::: GIVEN INFORMATION
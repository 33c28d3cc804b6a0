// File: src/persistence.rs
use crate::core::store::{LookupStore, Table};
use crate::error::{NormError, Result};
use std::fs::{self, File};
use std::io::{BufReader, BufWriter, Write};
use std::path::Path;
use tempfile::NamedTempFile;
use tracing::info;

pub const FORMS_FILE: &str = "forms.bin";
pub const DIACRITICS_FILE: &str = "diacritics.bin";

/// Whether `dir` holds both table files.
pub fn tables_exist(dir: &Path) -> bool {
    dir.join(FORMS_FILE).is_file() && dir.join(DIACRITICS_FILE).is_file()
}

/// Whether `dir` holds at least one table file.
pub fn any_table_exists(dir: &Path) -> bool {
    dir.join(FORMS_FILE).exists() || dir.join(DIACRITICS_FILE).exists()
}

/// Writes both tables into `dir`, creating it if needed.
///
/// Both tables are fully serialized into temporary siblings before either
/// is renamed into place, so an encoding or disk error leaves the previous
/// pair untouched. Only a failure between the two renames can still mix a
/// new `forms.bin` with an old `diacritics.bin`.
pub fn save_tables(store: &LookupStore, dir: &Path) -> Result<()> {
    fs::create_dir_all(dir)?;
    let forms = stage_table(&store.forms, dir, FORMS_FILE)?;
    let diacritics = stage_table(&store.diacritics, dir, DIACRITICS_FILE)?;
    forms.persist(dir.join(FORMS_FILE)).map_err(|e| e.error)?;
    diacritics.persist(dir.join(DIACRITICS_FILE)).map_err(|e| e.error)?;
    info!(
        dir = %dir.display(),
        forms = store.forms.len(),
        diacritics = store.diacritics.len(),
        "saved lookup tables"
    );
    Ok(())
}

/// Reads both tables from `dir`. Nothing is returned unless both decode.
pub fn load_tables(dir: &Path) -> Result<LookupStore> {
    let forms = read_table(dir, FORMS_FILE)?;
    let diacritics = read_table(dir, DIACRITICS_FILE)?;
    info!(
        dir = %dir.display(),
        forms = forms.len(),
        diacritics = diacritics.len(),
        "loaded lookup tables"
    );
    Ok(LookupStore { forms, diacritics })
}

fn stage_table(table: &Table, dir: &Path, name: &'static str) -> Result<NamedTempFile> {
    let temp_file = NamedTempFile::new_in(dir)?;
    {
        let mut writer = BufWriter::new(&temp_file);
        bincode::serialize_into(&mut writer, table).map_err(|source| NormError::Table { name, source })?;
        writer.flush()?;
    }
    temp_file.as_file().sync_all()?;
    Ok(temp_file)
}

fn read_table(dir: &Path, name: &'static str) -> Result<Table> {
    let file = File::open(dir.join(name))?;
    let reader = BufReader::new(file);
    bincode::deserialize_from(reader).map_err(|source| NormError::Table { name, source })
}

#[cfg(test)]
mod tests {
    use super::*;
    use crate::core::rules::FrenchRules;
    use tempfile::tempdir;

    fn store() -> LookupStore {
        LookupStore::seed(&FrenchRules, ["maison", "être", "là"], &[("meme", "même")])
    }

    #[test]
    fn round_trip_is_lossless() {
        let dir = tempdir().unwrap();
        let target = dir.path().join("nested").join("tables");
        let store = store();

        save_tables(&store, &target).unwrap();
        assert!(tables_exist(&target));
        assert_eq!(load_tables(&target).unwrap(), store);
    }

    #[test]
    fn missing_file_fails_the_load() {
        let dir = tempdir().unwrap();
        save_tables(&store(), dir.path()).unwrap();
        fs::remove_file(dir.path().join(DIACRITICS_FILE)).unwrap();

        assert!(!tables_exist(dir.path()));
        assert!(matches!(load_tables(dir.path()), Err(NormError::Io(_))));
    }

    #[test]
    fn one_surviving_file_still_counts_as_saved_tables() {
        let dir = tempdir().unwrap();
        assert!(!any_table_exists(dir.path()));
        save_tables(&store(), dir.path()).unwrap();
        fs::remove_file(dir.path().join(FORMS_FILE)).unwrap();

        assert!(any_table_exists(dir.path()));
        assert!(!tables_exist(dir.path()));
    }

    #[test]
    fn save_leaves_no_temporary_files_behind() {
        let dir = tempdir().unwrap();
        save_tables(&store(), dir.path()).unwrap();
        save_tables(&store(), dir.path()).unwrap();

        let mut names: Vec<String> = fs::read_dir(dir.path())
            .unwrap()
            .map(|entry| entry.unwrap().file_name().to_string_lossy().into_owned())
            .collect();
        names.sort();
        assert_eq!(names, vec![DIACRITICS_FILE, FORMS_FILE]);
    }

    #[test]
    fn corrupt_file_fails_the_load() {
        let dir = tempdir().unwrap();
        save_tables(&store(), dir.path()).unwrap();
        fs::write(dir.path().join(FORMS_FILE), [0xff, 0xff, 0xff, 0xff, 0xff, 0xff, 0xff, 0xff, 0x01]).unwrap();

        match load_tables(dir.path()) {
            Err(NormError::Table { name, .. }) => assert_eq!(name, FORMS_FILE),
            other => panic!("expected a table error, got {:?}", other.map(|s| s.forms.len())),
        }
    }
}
::::::
THE TASK
Lines that contain "const" should be pulled from the entries above and reported.

TASK OUTPUT
pub const FORMS_FILE: &str = "forms.bin";
pub const DIACRITICS_FILE: &str = "diacritics.bin";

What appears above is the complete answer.